Occorre sapere che il 15 agosto sulle 11 era giunto a castrocaro per intraprendere la cura dei bagni salsoiodici S. E. l'On. Scismit-Roda, ministro delle finanze sotto Francesco Crispi capo alloera del Governo, il quale aveva appunto preso alloggio presso lo stabilimento balneare gestito allora dalla contessa Clelia Liverini V.a Marescotti e da sua sorella Anna. Il Ministro aveva seco il Cav. Ernesto Bernardini suo segretario particolare e l'usciere Pasquale Alessio.
L'informazione, probabilmente preparata dai soliti uomini dell'ordine, trovava forse la sua ragione, per reclamare presso il governo una residenza fissa a Castrocaro di una delegazione di Publica sicurezza.
Fu anche detto e scritto che i rivoluzionari guidati dal Mengozzi, avessero deciso di prendere in ostaggio Il Ministro delle Finanze unitamente al suo segretario, cosa che non accadde. Il Ministro non fu toccato. La sera soleva godersi il fresco stando seduto sul muricciolo della Via Steccati, fumando il suo toscano. La mattina del 16 e cioè alla vigilia della partenza dei rivoluzionari per il Monte Sassone, il ferito Romagnoli Arturo nipote delle sorelle Liverini, fu chiamato dal maresciallo dei carabinieri- residenti allora in Terra del Sole- nel quartiere che a quei tempi era situato in una stanza a terreno del Palazzo Piancastelli, già Contoli, e ora sede provvisoria del Municipio di Castrocaro. Al Romagnoli fu fatto comprendere che occorreva perquisire lo stabilimento balneare, perchè gli si disse essere stato minato da malintenzionati allo scopo di farlo saltare in aria, e uccidere così il ministro Scismit-Roda. Il Romagnoli a codesta notizia, cadde come si dice, dalle nuvole, tanto più che comprese benissimo essere tutto ciò destituito di fondamento.
Tanto il maresciallo, quanto il delegato di P. Sicurezza certo Morelli, delegato allora provvisorio in Castrocaro, assicuravano il Romagnoli, che mediante una chiavica, la quale scaricava le acque nel vicino orto degli Steccati, taluni erano penetrati nel sotterraneo dello stabilimento, e ivi avevano collocato delle bombe.
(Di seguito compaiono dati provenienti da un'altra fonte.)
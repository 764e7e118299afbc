//! Episode identifiers.
//!
//! Episodes are referenced by loosely formatted strings (`"ep010"`, `"010"`,
//! `"10"`). Two identifiers denote the same episode when their digits parse to
//! the same number.

/// Extract the episode number from an identifier.
///
/// All non-digit characters are discarded; an identifier without digits is
/// episode 0.
pub fn episode_number(episode: &str) -> u32 {
    let digits: String = episode.chars().filter(|c| c.is_ascii_digit()).collect();
    if digits.is_empty() {
        return 0;
    }
    digits.parse().unwrap_or(u32::MAX)
}

/// Check whether two identifiers denote the same episode.
pub fn episodes_match(a: &str, b: &str) -> bool {
    episode_number(a) == episode_number(b)
}

/// Signed distance `to - from` in episodes.
pub fn episode_distance(from: &str, to: &str) -> i64 {
    i64::from(episode_number(to)) - i64::from(episode_number(from))
}

/// Canonical identifier for an episode number (`ep010`).
pub fn format_episode(number: u32) -> String {
    format!("ep{:03}", number)
}

#[cfg(test)]
mod tests {
    use super::*;

    #[test]
    fn test_episode_number_forms() {
        assert_eq!(episode_number("ep010"), 10);
        assert_eq!(episode_number("010"), 10);
        assert_eq!(episode_number("10"), 10);
        assert_eq!(episode_number("prologue"), 0);
        assert_eq!(episode_number(""), 0);
    }

    #[test]
    fn test_episodes_match() {
        assert!(episodes_match("ep010", "10"));
        assert!(episodes_match("episode-7", "ep007"));
        assert!(!episodes_match("ep010", "ep011"));
    }

    #[test]
    fn test_episode_distance() {
        assert_eq!(episode_distance("ep005", "ep010"), 5);
        assert_eq!(episode_distance("ep010", "ep005"), -5);
    }

    #[test]
    fn test_format_episode() {
        assert_eq!(format_episode(7), "ep007");
        assert_eq!(format_episode(123), "ep123");
        assert!(episodes_match(&format_episode(42), "42"));
    }
}
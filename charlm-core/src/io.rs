use std::fs::File;
use std::io::Read;
use std::path::{Path, PathBuf};
use std::{env, fs, io};

/// Reads a corpus file and returns all its lines as a `Vec<String>`.
///
/// - Reads the entire file into memory
/// - Splits on `\n`, `\r\n` and lone `\r`
///
/// This is the file-backed line source fed to the trainer.
pub fn read_lines<P: AsRef<Path>>(filename: P) -> io::Result<Vec<String>> {
	let mut contents = String::new();
	File::open(filename)?.read_to_string(&mut contents)?;
	let contents = contents.replace("\r\n", "\n").replace('\r', "\n");
	Ok(contents.lines().map(str::to_owned).collect())
}

/// Builds the cache path of a trained model next to its corpus.
///
/// The whole file stem is kept (`names.fr.txt` → `names.fr.o2.bin`) and
/// the order is appended, so models of different corpora or orders do not
/// overwrite each other.
///
/// Example:
/// `data/charles.txt` + order `15` → `data/charles.o15.bin`
pub fn build_cache_path<P: AsRef<Path>>(corpus_path: P, order: usize) -> io::Result<PathBuf> {
	let corpus_path = corpus_path.as_ref();

	let parent = corpus_path.parent().unwrap_or_else(|| Path::new("."));
	let file_stem = corpus_path
		.file_stem()
		.ok_or_else(|| io::Error::new(io::ErrorKind::InvalidInput, "Input path has no filename"))?;

	Ok(parent.join(format!("{}.o{order}.bin", file_stem.to_string_lossy())))
}

/// Extracts the base filename without extension.
///
/// Examples:
/// - `"./data/charles.txt"` → `"charles"`
/// - `"charles.txt"` → `"charles"`
pub fn get_filename<P: AsRef<Path>>(input_path: P) -> io::Result<String> {
	let stem = input_path
		.as_ref()
		.file_stem()
		.ok_or_else(|| io::Error::new(io::ErrorKind::InvalidInput, "Path has no filename"))?;

	Ok(stem.to_string_lossy().to_string())
}

/// Normalize a folder path.
///
/// - `"."` or `"./"` resolves to the current working directory
/// - Other paths are returned as-is (not canonicalized)
pub fn normalize_folder(input: &str) -> PathBuf {
	if input == "." || input == "./" {
		env::current_dir().unwrap_or_else(|_| PathBuf::from("."))
	} else {
		PathBuf::from(input)
	}
}

/// Lists all files with a given extension in a directory.
///
/// Returns file names only (no paths), sorted.
pub fn list_files<P: AsRef<Path>>(dir: P, extension: &str) -> io::Result<Vec<String>> {
	let mut files = Vec::new();

	for entry in fs::read_dir(dir)? {
		let path = entry?.path();

		if path.is_file() && path.extension() == Some(std::ffi::OsStr::new(extension)) {
			if let Some(name) = path.file_name() {
				files.push(name.to_string_lossy().to_string());
			}
		}
	}

	files.sort();
	Ok(files)
}
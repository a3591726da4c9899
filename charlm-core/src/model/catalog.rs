use std::collections::HashMap;
use std::path::Path;

use log::info;

use super::charlm::CharLm;
use super::config::{GenerationInput, ModelConfig};
use super::store;
use crate::error::{CharLmError, Result};
use crate::io;

/// Extension of corpus files picked up by `ModelCatalog::from_dir`.
pub const CORPUS_EXTENSION: &str = "txt";

/// Named collection of trained models.
///
/// # Responsibilities
/// - Load every corpus of a directory (through the postcard cache)
/// - Look models up by name (the corpus file stem)
/// - Run a generation on a named model
///
/// All models of a catalog share the same `ModelConfig`.
#[derive(Debug)]
pub struct ModelCatalog {
	config: ModelConfig,
	models: HashMap<String, CharLm>,
}

impl ModelCatalog {
	/// Creates an empty catalog.
	///
	/// # Errors
	/// Returns an error if `config` is invalid.
	pub fn new(config: ModelConfig) -> Result<Self> {
		config.validate()?;
		Ok(Self { config, models: HashMap::new() })
	}

	/// Creates a catalog by loading all `.txt` corpora from a directory.
	///
	/// # Parameters
	/// - `dir`: Path to a directory containing corpus files.
	///   Both `"folder"` and `"folder/"` are accepted.
	///
	/// # Errors
	/// - Returns an error if the path does not exist or is not a directory.
	/// - Returns an error if a corpus fails to load or train.
	///
	/// # Notes
	/// - Only files directly contained in the directory are loaded
	///   (subdirectories are ignored).
	pub fn from_dir<P: AsRef<Path>>(dir: P, config: ModelConfig) -> Result<Self> {
		let mut catalog = Self::new(config)?;

		let string_path = dir
			.as_ref()
			.to_str()
			.ok_or_else(|| CharLmError::InvalidPath(dir.as_ref().display().to_string()))?;
		let folder = io::normalize_folder(string_path);

		if !folder.is_dir() {
			return Err(CharLmError::InvalidPath(format!(
				"expected a directory, got: {}",
				folder.display()
			)));
		}

		for file in io::list_files(&folder, CORPUS_EXTENSION)? {
			catalog.load(folder.join(&file))?;
		}

		Ok(catalog)
	}

	pub fn config(&self) -> &ModelConfig {
		&self.config
	}

	/// Loads (or trains) the model of one corpus file.
	///
	/// The model name is the file name without extension.
	///
	/// # Errors
	/// Returns an error if the name is already loaded or if I/O fails.
	pub fn load<P: AsRef<Path>>(&mut self, corpus_path: P) -> Result<()> {
		let name = io::get_filename(&corpus_path)?;
		if self.models.contains_key(&name) {
			return Err(CharLmError::ModelAlreadyLoaded(name));
		}

		let model = store::load_or_train(&corpus_path, &self.config)?;
		info!("loaded model {name} ({} histories)", model.len());
		self.models.insert(name, model);
		Ok(())
	}

	/// Registers an already trained model under `name`.
	///
	/// # Errors
	/// Returns an error if the name is taken or if the model was trained
	/// with another order or sentinel than the catalog's config.
	pub fn insert(&mut self, name: &str, model: CharLm) -> Result<()> {
		if model.order() != self.config.order {
			return Err(CharLmError::OrderMismatch(self.config.order, model.order()));
		}
		if model.sentinel() != self.config.sentinel {
			return Err(CharLmError::SentinelMismatch(self.config.sentinel, model.sentinel()));
		}
		if self.models.contains_key(name) {
			return Err(CharLmError::ModelAlreadyLoaded(name.to_owned()));
		}
		self.models.insert(name.to_owned(), model);
		Ok(())
	}

	/// Returns the loaded model names, sorted.
	pub fn names(&self) -> Vec<String> {
		let mut names: Vec<String> = self.models.keys().cloned().collect();
		names.sort();
		names
	}

	pub fn len(&self) -> usize {
		self.models.len()
	}

	pub fn is_empty(&self) -> bool {
		self.models.is_empty()
	}

	/// Returns the model registered under `name`.
	pub fn get(&self, name: &str) -> Result<&CharLm> {
		self.models
			.get(name)
			.ok_or_else(|| CharLmError::ModelNotFound(name.to_owned()))
	}

	/// Generates text with the model registered under `name`.
	pub fn generate(&self, name: &str, input: &GenerationInput) -> Result<String> {
		let model = self.get(name)?;
		model.generate(input.n_letters, &mut input.rng())
	}
}
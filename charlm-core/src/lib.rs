//! Character-level Markov text generation library.
//!
//! This crate provides:
//! - Training of fixed-order character models from corpus lines
//! - Normalized per-history distributions with a pluggable random source
//! - Sliding-window text generation with line-boundary sentinels
//! - Model caching on disk and named model catalogs
//!
//! ```no_run
//! use charlm_core::CharLm;
//!
//! let model = CharLm::train(["hello world", "help me"], 3, '~')?;
//! let text = model.generate(100, &mut rand::rng())?;
//! println!("{text}");
//! # Ok::<(), charlm_core::CharLmError>(())
//! ```

/// Models, training and generation.
pub mod model;

/// Error type and result alias.
pub mod error;

/// Corpus reading and path helpers.
pub mod io;

pub use error::{CharLmError, Result};
pub use model::catalog::ModelCatalog;
pub use model::charlm::CharLm;
pub use model::config::{GenerationInput, ModelConfig};
pub use model::distribution::Distribution;
pub use model::generator::{Generator, generate};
Il Romagnoli fece comprendere ai due funzionari che di giorno non stimava opportuno e assai dannoso nell'interesse delle zie che alloggiavano i bagnanti, il compiere un atto che avrebbe richiamata l'attenzione dei cittadini. Anzi disse di mettersi a disposizione della polizia, purchè la perquisizione avvenisse nella notte, e quindi senza dar adito alla curiosità dei più e ai commenti della popolazione. Così il Romagnoli restò in quartiere a disposizione della polizia dalle 11 del mattino fino alle 11 della notte, nella qual'ora esso guidò certamente gli agenti della forza pubblica unitamente a suo fratello Antonio, a visitare i famosi sotterranei, ove nella chiavica, invece di pericolose bombe, si vide esservi qualcosa di puzzolente, cioè il superfluo che esce dal corpo umano.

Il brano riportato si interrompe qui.